Alvin has authored/co-authored 104 refereed journal articles, plus book chapters, co-released 5 breeding lines, and provided over 300 technical reports resulting in over 200 pesticide labels. He has given invited talks at numerous professional conferences and has traveled to 30 countries. He is adjunct faculty with Clemson University and College of Charleston. Alvin actively provides entomological leadership in scientific societies. His extensive ESA service includes: Co-chair of 2016 International Congress of Entomology (ICE 2016), Co-chair of ESA’s bid for ICE 2016, Program Co-Chair, Chair of International Affairs Committee, President of Southeastern Branch-ESA, 11 years on Entomological Foundation Board of Counselors, Committee on Education and Youth; Linnaean Games Committee, etc. He serves on ICE 2020 Organizing Committee, International Plant Resistance to Insects Steering Committee, and others. Alvin’s honors include: first Department of Entomology Distinguished Alumni Award at University of Kentucky, IR-4 Meritorious Award, SEB-ESA Award for Excellence in IPM, SEB-ESA Recognition Award in Entomology, and Fellow of the Royal Entomological Society.

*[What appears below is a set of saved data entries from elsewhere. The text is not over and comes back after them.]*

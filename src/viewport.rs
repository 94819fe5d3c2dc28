// viewport.rs - Drawable surface size
//
// World space is fixed vertically: y spans [-VIEW_HALF_HEIGHT, VIEW_HALF_HEIGHT]
// and x stretches with the aspect ratio.

/// Visible half-height in world units (a 75 degree camera five units out).
pub const VIEW_HALF_HEIGHT: f32 = 3.84;

#[derive(Clone, Copy, Debug, PartialEq, Eq)]
pub struct Viewport {
    width: u32,
    height: u32,
}

impl Viewport {
    /// Sizes below 1x1 are clamped so the aspect ratio is always finite.
    pub fn new(width: u32, height: u32) -> Self {
        Self { width: width.max(1), height: height.max(1) }
    }

    /// Same as `new` for host-reported float sizes (which may be 0, negative or NaN).
    pub fn from_css(width: f64, height: f64) -> Self {
        let clamp = |v: f64| if v.is_finite() && v >= 1.0 { v.min(u32::MAX as f64) as u32 } else { 1 };
        Self::new(clamp(width), clamp(height))
    }

    pub fn width(&self) -> u32 { self.width }
    pub fn height(&self) -> u32 { self.height }

    pub fn aspect(&self) -> f32 {
        self.width as f32 / self.height as f32
    }

    pub fn half_width(&self) -> f32 {
        VIEW_HALF_HEIGHT * self.aspect()
    }

    /// Backing store size for a device pixel ratio.
    pub fn scaled(&self, pixel_ratio: f64) -> (u32, u32) {
        let ratio = if pixel_ratio.is_finite() && pixel_ratio > 0.0 { pixel_ratio } else { 1.0 };
        (
            ((self.width as f64 * ratio).round() as u32).max(1),
            ((self.height as f64 * ratio).round() as u32).max(1),
        )
    }
}

impl Default for Viewport {
    fn default() -> Self {
        Self::new(1, 1)
    }
}

#[cfg(test)]
mod tests {
    use super::*;

    #[test]
    fn zero_size_clamps_to_one_pixel() {
        let vp = Viewport::new(0, 0);
        assert_eq!((vp.width(), vp.height()), (1, 1));
        assert!(vp.aspect().is_finite());
        assert_eq!(vp.aspect(), 1.0);
    }

    #[test]
    fn css_sizes_survive_garbage() {
        for (w, h) in [(0.0, 0.0), (-5.0, 10.0), (f64::NAN, f64::INFINITY)] {
            let vp = Viewport::from_css(w, h);
            assert!(vp.aspect().is_finite() && vp.aspect() > 0.0);
        }
        assert_eq!(Viewport::from_css(800.7, 600.2), Viewport::new(800, 600));
    }

    #[test]
    fn scaled_respects_ratio() {
        let vp = Viewport::new(800, 600);
        assert_eq!(vp.scaled(2.0), (1600, 1200));
        assert_eq!(vp.scaled(f64::NAN), (800, 600));
    }
}
// ============================================================================
// INK ENGINE - Animated backgrounds for the site, rendered with WebGL2
// ============================================================================
//
// Three effects share one presenter:
//
//   ink        strokes that drip, shed droplets and let them fall and merge
//   particles  a drifting glow field that reaches for the pointer
//   vortex     full-screen shader rings
//
// The simulations are plain Rust and step with `Animation::step(dt)`.
// `render::Scene` turns their shapes into backend calls; `webgl` is the
// browser backend and `headless` the in-memory one used by tests.
// In the browser, `BackgroundEffect` is the only export.

pub mod animation;
pub mod color;
pub mod config;
pub mod error;
pub mod field;
pub mod headless;
pub mod logging;
pub mod mesh;
pub mod render;
pub mod rng;
pub mod sim;
pub mod viewport;
pub mod vortex;

#[cfg(target_arch = "wasm32")]
mod effect;
#[cfg(target_arch = "wasm32")]
pub mod webgl;

pub use animation::{Animation, EntityId, FrameEvents};
pub use color::Color;
pub use config::{Config, EffectKind, Settings};
pub use error::{Error, Result};
pub use field::ParticleField;
pub use headless::HeadlessBackend;
pub use render::{Backend, Scene, SceneState};
pub use sim::InkWorld;
pub use viewport::Viewport;
pub use vortex::Vortex;

#[cfg(target_arch = "wasm32")]
pub use effect::BackgroundEffect;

ESA Vice President-Elect Statement
My vision is to lead our organization into embracing new opportunities as stimulated by fairness and our ever-changing science, while retaining current components that serve us well. Insects and their relatives have adapted well to an ever-changing environment since the beginning of our planet – and have filled every conceivable niche. Analogously, since the beginning of our organization, we have adapted to scientific and societal changes. In the rear-view mirror of history, we see cumulative progress. Yet, we must continually enhance our organization. The foundation of my vision is that we are like a family. Each is unique, with different talents, covering every aspect of entomology, but our efforts coalesce for a common purpose.
It was invigorating to witness the unveiling of the Grand Challenge proposal during ESA’s 2013 summer strategy session, and then participate in an Americas summit in Brazil in 2016 and a global summit on Grand Challenges in Orlando in 2016. I support ESA’s work with international organizations to pursue grand endeavors; a bigger impact can certainly result from cooperation versus isolation. The membership of our society can increase by 10% by 2025 with increases in domestic, international and members who are non-traditional entomologists. We need to continue to embrace inclusiveness within our society and with our stakeholders, and reexamine recognition opportunities within our society. Despite each of us being a part of one or more components of entomology, we are all entomologists (or practice some aspect of entomology), and we are family. So, let’s move forward together.